CCNB2 expression correlates with worse outcomes in breast cancer patients: a pooled analysis.

ABSTRACT

Cyclin B2 (CCNB2) is upregulated in Breast Cancer (BC) and associated with worse relapse-free survival (RFS). However, its correlation with other clinical outcomes in BC was yet to be clarified. Therefore, this study aimed to explore the clinical significance of CCNB2 in BC. A comprehensive search was performed in PrognoScan and Gene Expression Omnibus (GEO) databases by searching the keywords of CCNB2 and breast cancer. Pooled hazard ratios (HRs) of overall survival (OS), relapse-free survival (RFS), distant metastasis-free survival (DMFS), disease-specific survival (DSS), and disease-free survival (DFS), and their corresponding 95 percent confidence intervals (CI) were calculated. Sensitivity analysis by omitting one study at a time and publication bias assessment by Egger's test and Begg's test were conducted. The clinical outcomes were externally verified via Kaplan-Meier Plotter. All of the statistical analyses were performed through STATA 17.0, and P values of less than 0.05 were taken to be statistically significant. Seven records with 1,074 participants were included for OS, with HR of 1.71 (95 percent CI = 1.24-2.35). Verification through Kaplan-Meier Plotter online tool based on 1,897 patients showed an HR of 1.75 (95 percent CI = 1.45-2.12, P < .01). For RFS, 11 records with 1,253 participants were included with the pooled HR of 1.37 (95 percent CI 1.10-1.71).

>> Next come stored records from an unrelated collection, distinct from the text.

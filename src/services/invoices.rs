use crate::{
    db::DbPool,
    entities::{
        color::{self, Entity as Color},
        order::{Entity as Order, Model as OrderModel},
        order_item::{self, Entity as OrderItem, Model as OrderItemModel},
        product::{self, Entity as Product},
        product_variant::{self, Entity as ProductVariant},
        size::{self, Entity as Size},
        user::{Entity as User, Model as UserModel},
    },
    errors::ServiceError,
    events::{Event, EventSender},
};
use printpdf::{BuiltinFont, Mm, PdfDocument};
use rust_decimal::Decimal;
use sea_orm::{ColumnTrait, EntityTrait, QueryFilter, QueryOrder};
use std::collections::HashMap;
use std::sync::Arc;
use tracing::{info, instrument};

/// One priced line of an invoice with everything resolved for display.
#[derive(Debug)]
struct InvoiceLine {
    product_name: String,
    variant: String,
    unit_price: Decimal,
    quantity: i32,
    line_total: Decimal,
}

/// Renders order invoices as PDF documents.
#[derive(Clone)]
pub struct InvoiceService {
    db_pool: Arc<DbPool>,
    event_sender: Arc<EventSender>,
}

impl InvoiceService {
    pub fn new(db_pool: Arc<DbPool>, event_sender: Arc<EventSender>) -> Self {
        Self {
            db_pool,
            event_sender,
        }
    }

    /// Renders the invoice for an order: a header with the order facts, one
    /// row per item priced at its frozen snapshot, and the stored total.
    #[instrument(skip(self), fields(order_id = order_id))]
    pub async fn render_invoice(&self, order_id: i64) -> Result<Vec<u8>, ServiceError> {
        let db = &*self.db_pool;

        let order = Order::find_by_id(order_id)
            .one(db)
            .await?
            .ok_or_else(|| ServiceError::NotFound(format!("Order {} not found", order_id)))?;

        let user = match order.user_id {
            Some(user_id) => User::find_by_id(user_id).one(db).await?,
            None => None,
        };

        let items = OrderItem::find()
            .filter(order_item::Column::OrderId.eq(order_id))
            .order_by_asc(order_item::Column::Id)
            .all(db)
            .await?;
        let lines = self.resolve_lines(&items).await?;

        let bytes = compose_pdf(&order, user.as_ref(), &lines)?;

        self.event_sender
            .send_or_log(Event::InvoiceRendered { order_id })
            .await;

        info!(
            order_id = order_id,
            lines = lines.len(),
            size = bytes.len(),
            "Rendered invoice PDF"
        );
        Ok(bytes)
    }

    async fn resolve_lines(
        &self,
        items: &[OrderItemModel],
    ) -> Result<Vec<InvoiceLine>, ServiceError> {
        let db = &*self.db_pool;

        let variant_ids: Vec<i64> = items.iter().map(|i| i.variant_id).collect();
        let variants: HashMap<i64, product_variant::Model> = if variant_ids.is_empty() {
            HashMap::new()
        } else {
            ProductVariant::find()
                .filter(product_variant::Column::Id.is_in(variant_ids))
                .all(db)
                .await?
                .into_iter()
                .map(|v| (v.id, v))
                .collect()
        };

        let product_ids: Vec<i64> = variants.values().map(|v| v.product_id).collect();
        let product_names: HashMap<i64, String> = if product_ids.is_empty() {
            HashMap::new()
        } else {
            Product::find()
                .filter(product::Column::Id.is_in(product_ids))
                .all(db)
                .await?
                .into_iter()
                .map(|p| (p.id, p.name))
                .collect()
        };

        let color_ids: Vec<i64> = variants.values().filter_map(|v| v.color_id).collect();
        let color_names: HashMap<i64, String> = if color_ids.is_empty() {
            HashMap::new()
        } else {
            Color::find()
                .filter(color::Column::Id.is_in(color_ids))
                .all(db)
                .await?
                .into_iter()
                .map(|c| (c.id, c.name))
                .collect()
        };
        let size_ids: Vec<i64> = variants.values().filter_map(|v| v.size_id).collect();
        let size_names: HashMap<i64, String> = if size_ids.is_empty() {
            HashMap::new()
        } else {
            Size::find()
                .filter(size::Column::Id.is_in(size_ids))
                .all(db)
                .await?
                .into_iter()
                .map(|s| (s.id, s.name))
                .collect()
        };

        let lines = items
            .iter()
            .map(|item| {
                let variant = variants.get(&item.variant_id);
                let product_name = variant
                    .and_then(|v| product_names.get(&v.product_id).cloned())
                    .unwrap_or_else(|| format!("Variant {}", item.variant_id));
                let descriptor = variant
                    .map(|v| {
                        variant_descriptor(
                            &v.sku,
                            v.color_id
                                .and_then(|id| color_names.get(&id))
                                .map(String::as_str),
                            v.size_id
                                .and_then(|id| size_names.get(&id))
                                .map(String::as_str),
                        )
                    })
                    .unwrap_or_default();
                InvoiceLine {
                    product_name,
                    variant: descriptor,
                    unit_price: item.price_at_time,
                    quantity: item.quantity,
                    line_total: item.line_total(),
                }
            })
            .collect();
        Ok(lines)
    }
}

/// "Color / Size" when both are set, one of them when only one is, the SKU
/// when the variant has neither.
fn variant_descriptor(sku: &str, color: Option<&str>, size: Option<&str>) -> String {
    match (color, size) {
        (Some(color), Some(size)) => format!("{} / {}", color, size),
        (Some(color), None) => color.to_string(),
        (None, Some(size)) => size.to_string(),
        (None, None) => sku.to_string(),
    }
}

fn compose_pdf(
    order: &OrderModel,
    user: Option<&UserModel>,
    lines: &[InvoiceLine],
) -> Result<Vec<u8>, ServiceError> {
    let (doc, page, layer) = PdfDocument::new(
        format!("Invoice {}", order.id),
        Mm(210.0),
        Mm(297.0),
        "Layer 1",
    );
    let font = doc
        .add_builtin_font(BuiltinFont::Helvetica)
        .map_err(|e| ServiceError::DocumentError(e.to_string()))?;
    let bold = doc
        .add_builtin_font(BuiltinFont::HelveticaBold)
        .map_err(|e| ServiceError::DocumentError(e.to_string()))?;

    let mut layer_ref = doc.get_page(page).get_layer(layer);
    let mut y = 277.0;

    layer_ref.use_text(
        format!("Invoice #{}", order.id),
        18.0,
        Mm(20.0),
        Mm(y),
        &bold,
    );
    y -= 12.0;

    let header = [
        format!("Date: {}", order.order_date.format("%Y-%m-%d %H:%M")),
        format!("Customer: {}", order.customer_name(user)),
        format!("Status: {}", order.status.label()),
        format!("Payment method: {}", order.payment_method.label()),
        format!(
            "Shipping address: {}",
            order.shipping_address.replace('\n', ", ")
        ),
    ];
    for line in &header {
        layer_ref.use_text(line.clone(), 11.0, Mm(20.0), Mm(y), &font);
        y -= 6.0;
    }
    y -= 6.0;

    layer_ref.use_text("Product", 10.0, Mm(20.0), Mm(y), &bold);
    layer_ref.use_text("Variant", 10.0, Mm(85.0), Mm(y), &bold);
    layer_ref.use_text("Unit price", 10.0, Mm(130.0), Mm(y), &bold);
    layer_ref.use_text("Qty", 10.0, Mm(158.0), Mm(y), &bold);
    layer_ref.use_text("Line total", 10.0, Mm(172.0), Mm(y), &bold);
    y -= 7.0;

    for line in lines {
        if y < 25.0 {
            let (next_page, next_layer) = doc.add_page(Mm(210.0), Mm(297.0), "Layer 1");
            layer_ref = doc.get_page(next_page).get_layer(next_layer);
            y = 277.0;
        }
        layer_ref.use_text(line.product_name.clone(), 10.0, Mm(20.0), Mm(y), &font);
        layer_ref.use_text(line.variant.clone(), 10.0, Mm(85.0), Mm(y), &font);
        layer_ref.use_text(line.unit_price.to_string(), 10.0, Mm(130.0), Mm(y), &font);
        layer_ref.use_text(line.quantity.to_string(), 10.0, Mm(158.0), Mm(y), &font);
        layer_ref.use_text(line.line_total.to_string(), 10.0, Mm(172.0), Mm(y), &font);
        y -= 6.0;
    }

    y -= 8.0;
    layer_ref.use_text(
        format!("Total: {}", order.total_price),
        12.0,
        Mm(130.0),
        Mm(y),
        &bold,
    );

    doc.save_to_bytes()
        .map_err(|e| ServiceError::DocumentError(e.to_string()))
}

#[cfg(test)]
mod tests {
    use super::*;
    use crate::entities::order::{OrderStatus, PaymentMethod};
    use chrono::Utc;
    use rust_decimal_macros::dec;

    fn order() -> OrderModel {
        OrderModel {
            id: 42,
            user_id: None,
            order_date: Utc::now(),
            status: OrderStatus::Processing,
            total_price: dec!(2598.00),
            shipping_address: "1 Main St\nSpringfield".to_string(),
            payment_method: PaymentMethod::CardOnline,
            tracking_number: None,
            guest_email: Some("guest@example.com".to_string()),
            guest_phone: None,
            guest_name: Some("Sam Guest".to_string()),
            updated_at: Utc::now(),
        }
    }

    #[test]
    fn descriptor_prefers_color_and_size_over_sku() {
        assert_eq!(
            variant_descriptor("SKU-1", Some("Black"), Some("256GB")),
            "Black / 256GB"
        );
        assert_eq!(variant_descriptor("SKU-1", Some("Black"), None), "Black");
        assert_eq!(variant_descriptor("SKU-1", None, Some("256GB")), "256GB");
        assert_eq!(variant_descriptor("SKU-1", None, None), "SKU-1");
    }

    #[test]
    fn composed_pdf_is_nonempty_and_starts_with_magic() {
        let lines = vec![
            InvoiceLine {
                product_name: "Gamma 12".to_string(),
                variant: "Black / 256GB".to_string(),
                unit_price: dec!(1299.00),
                quantity: 2,
                line_total: dec!(2598.00),
            },
        ];
        let bytes = compose_pdf(&order(), None, &lines).expect("pdf should render");
        assert!(bytes.starts_with(b"%PDF"));
        assert!(bytes.len() > 500);
    }

    #[test]
    fn empty_orders_still_render() {
        let bytes = compose_pdf(&order(), None, &[]).expect("pdf should render");
        assert!(bytes.starts_with(b"%PDF"));
    }
}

Verification based on 4,929 patients found and HR of 1.97 (95 percent CI = 1.78-2.19, P < .01). Regarding DMFS, the pooled HR of 10 records with 1,395 participants was 1.60 (95 percent CI 1.24-2.05) and verification based on 2,765 patients revealed an HR of 1.97 (95 percent CI = 1.68-2.31, P < .01). For DSS, four records with 689 participants were included for DSS, with HR of 1.38 (95 percent CI = 0.59-3.24). The HR of DFS was 1.60 (95 percent CI 0.46-5.51) after pooling 3 records with 379 participants. High expression of CCNB2 in BC is associated with worse OS, RFS, and DMFS, but not with DSS and DFS. More well-designed studies from different populations and different BC types are still needed.